What is recursion in Python? Here’s an example

Last Updated on March 26, 2023 by Dave Farquhar

Recursion in computer science is a subroutine that calls itself. So what is recursion in Python? The same thing. A function that calls itself.

Recursion is a concept that first or second semester computer science classes frequently cover, but it can be confusing. I will admit that I generally tried to avoid using it, but it can be useful. I especially find recursion in Python useful when working with APIs, which is a common Python use case.

Uses for recursion in Python

what is recursion in Python?
This recursion algorithm shows how you can use recursion to solve factorials. In Python, it has other uses that you are more likely to see in the real world.

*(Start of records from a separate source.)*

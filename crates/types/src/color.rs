use serde::{Deserialize, Deserializer, Serialize, de};

/// An sRGB color with 8-bit channels and a floating-point alpha.
#[derive(Serialize, Debug, Clone, Copy, PartialEq)]
pub struct Color {
    pub r: u8,
    pub g: u8,
    pub b: u8,
    #[serde(skip_serializing_if = "is_one", default = "default_one")]
    pub a: f32,
}

fn default_one() -> f32 {
    1.0
}

fn is_one(num: &f32) -> bool {
    *num == 1.0
}

impl Default for Color {
    fn default() -> Self {
        Self::BLACK
    }
}

impl Color {
    pub const BLACK: Color = Color { r: 0, g: 0, b: 0, a: 1.0 };
    pub const WHITE: Color = Color { r: 255, g: 255, b: 255, a: 1.0 };

    pub fn rgb(r: u8, g: u8, b: u8) -> Self {
        Self { r, g, b, a: 1.0 }
    }

    pub fn gray(value: u8) -> Self {
        Self { r: value, g: value, b: value, a: 1.0 }
    }

    pub fn alpha_u8(&self) -> u8 {
        (self.a.clamp(0.0, 1.0) * 255.0).round() as u8
    }

    /// Parse a hex color string (#RGB or #RRGGBB format)
    fn parse_hex(s: &str) -> Result<Color, String> {
        let s = s.trim();
        let hex = s
            .strip_prefix('#')
            .ok_or_else(|| format!("Color must start with #, got: {}", s))?;

        let component = |range: &str| {
            u8::from_str_radix(range, 16).map_err(|e| format!("Invalid color component: {}", e))
        };

        match hex.len() {
            3 => {
                let r = component(&hex[0..1].repeat(2))?;
                let g = component(&hex[1..2].repeat(2))?;
                let b = component(&hex[2..3].repeat(2))?;
                Ok(Color::rgb(r, g, b))
            }
            6 => {
                let r = component(&hex[0..2])?;
                let g = component(&hex[2..4])?;
                let b = component(&hex[4..6])?;
                Ok(Color::rgb(r, g, b))
            }
            other => Err(format!(
                "Invalid hex color length: expected 3 or 6, got {}",
                other
            )),
        }
    }
}

impl<'de> Deserialize<'de> for Color {
    fn deserialize<D>(deserializer: D) -> Result<Self, D::Error>
    where
        D: Deserializer<'de>,
    {
        #[derive(Deserialize)]
        #[serde(untagged)]
        enum ColorDef {
            Str(String),
            Map {
                r: u8,
                g: u8,
                b: u8,
                #[serde(default = "default_one")]
                a: f32,
            },
        }

        match ColorDef::deserialize(deserializer)? {
            ColorDef::Str(s) => Self::parse_hex(&s).map_err(de::Error::custom),
            ColorDef::Map { r, g, b, a } => Ok(Color { r, g, b, a }),
        }
    }
}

The classic use case for recursion is a problem that you can iteratively simplify. The idea is that you solve part of the problem, then call the routine again to solve another part, and repeat until the whole problem is solved.

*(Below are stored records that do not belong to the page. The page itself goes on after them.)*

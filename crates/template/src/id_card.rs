//! The student ID card template: one CR80-size card.

use parchment_types::{Color, DocKind, PageSpec, Rect};

use crate::markup::{BoxStyle, Element, FontFamily, PageMarkup, RuleStyle, TextAlign, TextStyle};
use crate::record::ExportableRecord;
use crate::{DocTemplate, TemplateError};

const BAND: Color = Color { r: 30, g: 64, b: 124, a: 1.0 };

#[derive(Debug, Default)]
pub struct IdCardTemplate;

impl DocTemplate for IdCardTemplate {
    fn kind(&self) -> DocKind {
        DocKind::IdCard
    }

    fn page(&self) -> PageSpec {
        PageSpec::cr80()
    }

    fn render(&self, record: &ExportableRecord) -> Result<PageMarkup, TemplateError> {
        let size = self.page().size;
        let mut page = PageMarkup::new(size, Color::WHITE);

        // Header band with the institution name.
        page.push(Element::boxed(
            Rect::new(0.0, 0.0, size.width, 38.0),
            BoxStyle::filled(BAND),
        ));
        let school = record.text_or(&["school.name", "schoolName"], "Academy");
        page.push(Element::text(
            Rect::new(0.0, 9.0, size.width, 14.0),
            school.to_uppercase(),
            TextStyle::new(FontFamily::SansSerif, 11.0)
                .color(Color::WHITE)
                .align(TextAlign::Center)
                .letter_spacing(1.0),
        ));
        page.push(Element::text(
            Rect::new(0.0, 23.0, size.width, 10.0),
            "STUDENT IDENTITY CARD",
            TextStyle::new(FontFamily::SansSerif, 6.5)
                .color(Color::gray(210))
                .align(TextAlign::Center)
                .letter_spacing(1.5),
        ));

        let (first, last) = record.subject_names();
        page.push(Element::text(
            Rect::new(14.0, 52.0, size.width - 28.0, 18.0),
            format!("{} {}", first, last).trim().to_string(),
            TextStyle::new(FontFamily::Serif, 15.0).color(Color::BLACK),
        ));
        page.push(Element::rule(
            Rect::new(14.0, 72.0, size.width - 28.0, 1.0),
            RuleStyle { color: Color::gray(200), thickness: 0.8 },
        ));

        let detail = |label: &str, value: &str| format!("{}: {}", label, value);
        let small = || TextStyle::new(FontFamily::SansSerif, 8.5).color(Color::gray(60));
        let mut y = 82.0;
        let id = record.text_or(&["student.studentId", "studentId", "admissionNumber"], "N/A");
        page.push(Element::text(Rect::new(14.0, y, 180.0, 10.0), detail("ID", id), small()));
        y += 14.0;
        if let Some(class) = record.text("student.className").or_else(|| record.text("className")) {
            page.push(Element::text(Rect::new(14.0, y, 180.0, 10.0), detail("Class", class), small()));
            y += 14.0;
        }
        if let Some(year) = record.text("academicYear") {
            page.push(Element::text(
                Rect::new(14.0, y, 180.0, 10.0),
                detail("Academic Year", year),
                small(),
            ));
        }

        // Footer stripe mirrors the band color.
        page.push(Element::boxed(
            Rect::new(0.0, size.height - 10.0, size.width, 10.0),
            BoxStyle::filled(BAND),
        ));

        Ok(page)
    }
}

#[cfg(test)]
mod tests {
    use super::*;
    use serde_json::json;

    #[test]
    fn renders_identity_fields() {
        let record = ExportableRecord::new(json!({
            "student": {"firstName": "Mia", "lastName": "Park", "studentId": "S-7", "className": "5B"},
            "academicYear": "2025/2026",
            "schoolName": "Hillside School"
        }))
        .unwrap();
        let page = IdCardTemplate.render(&record).unwrap();
        assert!(page.contains_text("Mia Park"));
        assert!(page.contains_text("ID: S-7"));
        assert!(page.contains_text("HILLSIDE SCHOOL"));
        assert!(page.contains_text("Academic Year: 2025/2026"));
    }

    #[test]
    fn missing_id_degrades_to_placeholder() {
        let record = ExportableRecord::new(json!({"firstName": "Mia"})).unwrap();
        let page = IdCardTemplate.render(&record).unwrap();
        assert!(page.contains_text("ID: N/A"));
    }
}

The examples from my computer science classes were generally things like computing factorials. I’ve never had to compute factorials in Python though. So here’s an example that solves a couple of problems you’re much more likely to face in Python.

Even if all you do with Python is pull data from APIs and convert it into other formats, sometimes recursion is helpful in unexpected ways.

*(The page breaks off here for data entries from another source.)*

//! Render-target accounting.
//!
//! A render target is the transient, off-screen page a capture reads from.
//! Every attach is paired with a detach through an owning guard, so a
//! thrown error can never leave an orphaned target behind. The registry
//! exposes the live count, which tests assert drops back to zero on every
//! exit path.

use log::debug;
use parchment_template::PageMarkup;
use parchment_types::RecordId;
use std::sync::Arc;
use std::sync::atomic::{AtomicUsize, Ordering};

/// Counts currently attached render targets.
#[derive(Debug, Default)]
pub struct TargetRegistry {
    attached: AtomicUsize,
}

impl TargetRegistry {
    pub fn new() -> Self {
        Self::default()
    }

    /// How many render targets are attached right now.
    pub fn attached_count(&self) -> usize {
        self.attached.load(Ordering::SeqCst)
    }
}

/// A populated render target, registered for the lifetime of one capture.
/// Detaches itself on drop, on success and failure paths alike.
pub struct RenderTarget {
    markup: Arc<PageMarkup>,
    registry: Arc<TargetRegistry>,
    id: RecordId,
}

impl RenderTarget {
    pub fn attach(registry: Arc<TargetRegistry>, id: RecordId, markup: PageMarkup) -> Self {
        registry.attached.fetch_add(1, Ordering::SeqCst);
        debug!("render target attached for {}", id);
        Self { markup: Arc::new(markup), registry, id }
    }

    pub fn markup(&self) -> Arc<PageMarkup> {
        Arc::clone(&self.markup)
    }
}

impl Drop for RenderTarget {
    fn drop(&mut self) {
        self.registry.attached.fetch_sub(1, Ordering::SeqCst);
        debug!("render target detached for {}", self.id);
    }
}

#[cfg(test)]
mod tests {
    use super::*;
    use parchment_types::{Color, Size};

    fn markup() -> PageMarkup {
        PageMarkup::new(Size::new(10.0, 10.0), Color::WHITE)
    }

    #[test]
    fn attach_and_drop_balance() {
        let registry = Arc::new(TargetRegistry::new());
        {
            let _a = RenderTarget::attach(Arc::clone(&registry), RecordId::new("a"), markup());
            let _b = RenderTarget::attach(Arc::clone(&registry), RecordId::new("b"), markup());
            assert_eq!(registry.attached_count(), 2);
        }
        assert_eq!(registry.attached_count(), 0);
    }

    #[test]
    fn detaches_on_unwind() {
        let registry = Arc::new(TargetRegistry::new());
        let result = std::panic::catch_unwind({
            let registry = Arc::clone(&registry);
            move || {
                let _t = RenderTarget::attach(registry, RecordId::new("x"), markup());
                panic!("boom");
            }
        });
        assert!(result.is_err());
        assert_eq!(registry.attached_count(), 0);
    }
}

Handling intermittent errors with recursion in Python

One use case I ran into on the job was when an API that I relied on for monthly metrics started throwing HTTP errors half the time. The problem was intermittent, and I had a support case open, but it was taking time to fix. In the meantime, my team had end of month metrics due. Our clients were looking for any reason to be upset, so they weren’t exactly understanding.

I was struggling with a way to do retries when the guy I’d hired a month before suggested recursion. Brilliant!

What we did was put our requests call in a subroutine. The subroutine then called itself to handle exceptions that weren’t due to an invalid URL (404 error) or invalid credentials (403 error).

It was a brute-force approach for sure, but we did put a time delay in, and it allowed us to get our metrics done. And it only required us to write 12 lines of code. It was fast and efficient, both in computational time and in terms of labor.

Here’s a code snippet.

import requests
import time

def api(url, headers):
	response = requests.get(url, headers=headers)
	if response.status_code == 200:
		return response
	elif response.status_code == 404:
		print('404 error on ', url)
		exit(1)
	elif response.status_code == 403:
		print('403 error, check credentials')
		exit(1)

	else:
		# handle errors other than botched creds or file not found with recursion
		time.sleep(60) # put a pause in here, don't just hammer your API
		response=api(url, headers)

Handling API pagination with recursion in Python

Vulnerability scanners frequently only send you part of the data you request when you make an API call. It is much more reliable to break the data into pieces and send you part of it, and include a link to the next part. But then it’s on you to grab the links and join all the data together.

Here is an example I came up with using the VDOO scanner, a cool scanner from JFrog that scans firmware images and other similar files and gives you a list of the vulnerable software it finds inside. If you want to objectively compare the security of two routers, VDOO is the kind of tool you use for that. It’s invaluable for embedded security. This code calls the appropriate API endpoint, uses recursion in Python to get all the pages, merges the JSON into a big Pandas dataframe, and returns the dataframe.

There are other ways to do the same thing, but this is short, only a few lines of code.

import requests
import json
import pandas as pd

def get_vulns(url, headers):
	response = requests.get(url, headers=headers)
	a = json.loads(response.text)
	# vuln data in a['results']
	# next page url in a['next']. a['next'] is None if it's the last page

	a1 = pd.json_normalize(a, record_path=['results'])

	if a['next'] != None:
		b1 = get_vulns(a['next'], headers)
		c1 = pd.concat([a1, b1])
		return c1
	else:
		return a1

Recursion in Python: in conclusion

Sometimes recursion seems like a solution in search of a problem. But it can be an efficient way to loop while not totally desecrating computer science best practices. I learned to program in basic, which had a command called go to. Computer scientists don’t like go to, because it interrupts the flow of a program and makes the flow difficult to follow. Admittedly, it can cause spaghetti code.

Python doesn’t have a goto statement. I’ve looked. But what I have found is that when I want a goto, recursion can almost always solve the problem more elegantly.